● **Required action**:
Return each line of the records below that contains the word "through".

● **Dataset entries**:
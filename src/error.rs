use crate::snake::BuilderError;
use std::{io, result};
use thiserror::Error;

#[derive(Debug, Error)]
pub enum Error {
    /// Coordinates outside the board, reachable only through a caller bug,
    /// never through normal play
    #[error("coordinates out of bounds: ({row}, {col})")]
    OutOfBounds { row: usize, col: usize },

    /// The free list ran dry, which means a pool invariant was violated
    /// somewhere else; never retried
    #[error("segment pool exhausted")]
    PoolExhausted,

    #[error(transparent)]
    Builder(#[from] BuilderError),

    #[error(transparent)]
    Io(#[from] io::Error),
}

pub type Result<T = ()> = result::Result<T, Error>;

● **Task answer**:
    /// Coordinates outside the board, reachable only through a caller bug,
    /// never through normal play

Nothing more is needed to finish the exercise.